Decode-Only Large Language Models: Input → Output Flow

The diagram below illustrates how a decode-only large language model transforms a sequence of input tokens into a probability distribution over the next token — all in a single forward pass.

What the Diagram Shows

1. Input Tokens (left) The model begins with a sequence of discrete tokens. Each token is looked up in an embedding table to produce a dense vector of dimension d_model. Positional encodings are added so the model knows the order of tokens.

2. Transformer Blocks (center) The core of the model is a stack of N identical transformer blocks, each containing two sub-layers:

  • Masked Multi-Head Self-Attention — each token attends to all preceding tokens (never future ones). The causal mask enforces this left-to-right constraint, which is what makes the architecture "decode-only." Attention outputs pass through learned linear projections (W_Q, W_K, W_V, W_O).
  • Feed-Forward Network — a two-layer MLP with a GELU activation applied position-wise. This is where most of the model's parameters live.

Both sub-layers are wrapped with a residual connection and layer normalization (Add & Norm).

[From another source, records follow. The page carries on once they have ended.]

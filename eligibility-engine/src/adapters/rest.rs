use std::sync::Arc;

use async_trait::async_trait;
use chrono::Utc;
use reqwest::Client;
use serde::{Deserialize, Serialize};
use serde_json::{json, Value};
use tracing::instrument;

use super::{send_authenticated, ProtocolAdapter, RawProviderResponse};
use crate::credentials::CredentialBroker;
use crate::directory::{ProtocolVariant, ProviderProfile};
use crate::error::{EligibilityError, EngineResult};
use crate::models::EligibilityQuery;
use crate::procedures::service_type_code;

/// General dentist taxonomy sent on clearinghouse requests
const DENTIST_TAXONOMY: &str = "1223G0001X";
const GENERAL_HEALTH_SERVICE_TYPE: &str = "30";

/// Request and response layout of a proprietary JSON API
#[derive(Debug, Clone, Copy, PartialEq, Eq, Serialize, Deserialize)]
#[serde(rename_all = "snake_case")]
pub enum RestShape {
    Bcbs,
    United,
    ChangeHealthcare,
    Waystar,
    Eligible,
}

impl RestShape {
    pub fn for_provider(provider_id: &str) -> Option<Self> {
        match provider_id {
            "bcbs" => Some(Self::Bcbs),
            "united" => Some(Self::United),
            "change_healthcare" => Some(Self::ChangeHealthcare),
            "waystar" => Some(Self::Waystar),
            "eligible" => Some(Self::Eligible),
            _ => None,
        }
    }

    pub fn default_path(&self) -> &'static str {
        match self {
            Self::Bcbs => "/eligibility/verify",
            Self::United => "/coverage/check",
            Self::ChangeHealthcare => "/medicalnetwork/eligibility/v3",
            Self::Waystar => "/api/v1/eligibility",
            Self::Eligible => "/coverage.json",
        }
    }

    pub fn request_body(&self, query: &EligibilityQuery, submitter_id: &str, control_number: &str) -> Value {
        let dob = query.patient.dob.format("%Y-%m-%d").to_string();
        let service_type = service_type_code(&query.procedure_code);
        match self {
            Self::Bcbs => json!({
                "memberIdentifier": query.member_id,
                "serviceCode": query.procedure_code,
                "patientInfo": {
                    "firstName": query.patient.first_name,
                    "lastName": query.patient.last_name,
                    "dateOfBirth": dob,
                },
            }),
            Self::United => json!({
                "subscriberId": query.member_id,
                "cptCode": query.procedure_code,
                "member": {
                    "first": query.patient.first_name,
                    "last": query.patient.last_name,
                    "dob": dob,
                },
            }),
            Self::ChangeHealthcare => json!({
                "controlNumber": control_number,
                "tradingPartnerServiceId": query.payer_id,
                "provider": {
                    "organizationName": submitter_id,
                    "npi": query.requesting_provider_id,
                },
                "subscriber": {
                    "memberId": query.member_id,
                    "firstName": query.patient.first_name,
                    "lastName": query.patient.last_name,
                    "birthDate": query.patient.dob.format("%Y%m%d").to_string(),
                },
                "encounter": { "serviceTypeCodes": [service_type] },
            }),
            Self::Waystar => json!({
                "transaction": {
                    "controlNumber": control_number,
                    "submitterId": submitter_id,
                    "receiverId": query.payer_id,
                    "transactionType": "270",
                },
                "provider": {
                    "npi": query.requesting_provider_id,
                    "taxonomy": DENTIST_TAXONOMY,
                },
                "subscriber": {
                    "memberNumber": query.member_id,
                    "firstName": query.patient.first_name,
                    "lastName": query.patient.last_name,
                    "dateOfBirth": dob,
                },
                "benefitInquiry": {
                    "serviceTypes": [service_type],
                    "dateOfService": Utc::now().date_naive().format("%Y-%m-%d").to_string(),
                },
            }),
            Self::Eligible => json!({
                "service_types": [GENERAL_HEALTH_SERVICE_TYPE, service_type],
                "member": {
                    "id": query.member_id,
                    "first_name": query.patient.first_name,
                    "last_name": query.patient.last_name,
                    "dob": dob,
                },
                "provider": {
                    "npi": query.requesting_provider_id,
                    "organization_name": submitter_id,
                },
                "trading_partner_id": trading_partner(&query.payer_id),
            }),
        }
    }
}

/// Eligible.com trading partner for a payer; unmapped payers pass through as-is.
pub fn trading_partner(payer_id: &str) -> &str {
    match payer_id {
        "bcbs_florida" => "florida_blue",
        "bcbs_ca" => "blue_shield_ca",
        "united_optum" => "united_healthcare",
        other => other,
    }
}

/// Response body tagged with the layout it follows
#[derive(Debug, Clone)]
pub struct RestPayload {
    pub shape: RestShape,
    pub body: Value,
}

pub struct RestJsonAdapter {
    http: Client,
    broker: Arc<CredentialBroker>,
    submitter_id: String,
}

impl RestJsonAdapter {
    pub fn new(http: Client, broker: Arc<CredentialBroker>, submitter_id: impl Into<String>) -> Self {
        Self {
            http,
            broker,
            submitter_id: submitter_id.into(),
        }
    }
}

#[async_trait]
impl ProtocolAdapter for RestJsonAdapter {
    fn protocol(&self) -> ProtocolVariant {
        ProtocolVariant::RestJson
    }

    #[instrument(skip_all, fields(provider_id = %provider.id))]
    async fn query_eligibility(
        &self,
        provider: &ProviderProfile,
        query: &EligibilityQuery,
    ) -> EngineResult<RawProviderResponse> {
        let shape = RestShape::for_provider(&provider.id)
            .ok_or_else(|| EligibilityError::UnsupportedProvider(provider.id.clone()))?;
        let path = provider.endpoints.eligibility.as_deref().unwrap_or(shape.default_path());
        let url = provider.url(path);
        let control_number = format!("CLV{:09}", Utc::now().timestamp_millis().rem_euclid(1_000_000_000));
        let body = shape.request_body(query, &self.submitter_id, &control_number);

        let response = send_authenticated(&self.broker, provider, |auth| {
            auth.apply(self.http.post(&url))
                .header(reqwest::header::ACCEPT, "application/json")
                .json(&body)
        })
        .await?;
        let body: Value = response.json().await?;
        Ok(RawProviderResponse::RestJson(RestPayload { shape, body }))
    }
}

3. Output: Next Token Distribution (right) After the final transformer block, an output projection matrix maps the hidden state back to vocabulary size. A softmax converts these logits into a probability distribution. The model samples (or greedily selects) from this distribution to produce the next token. Repeat autoregressively to generate text.

Key Architectural Facts

Component Role
Token Embedding Maps token IDs → dense vectors
Causal Mask Prevents attending to future positions
Multi-Head Attention Captures contextual relationships
Feed-Forward Network Applies non-linear transformations per position
Layer Norm + Residual Stabilizes training, preserves gradient flow
Output Projection + Softmax Produces next-token probabilities

The "decode-only" label distinguishes this design from encoder-decoder models (like the original Transformer). GPT-style models — including the GPT series, LLaMA, Mistral, and Claude — all follow this architecture. Its simplicity makes it highly scalable: stack more blocks, widen d_model, and train on more tokens.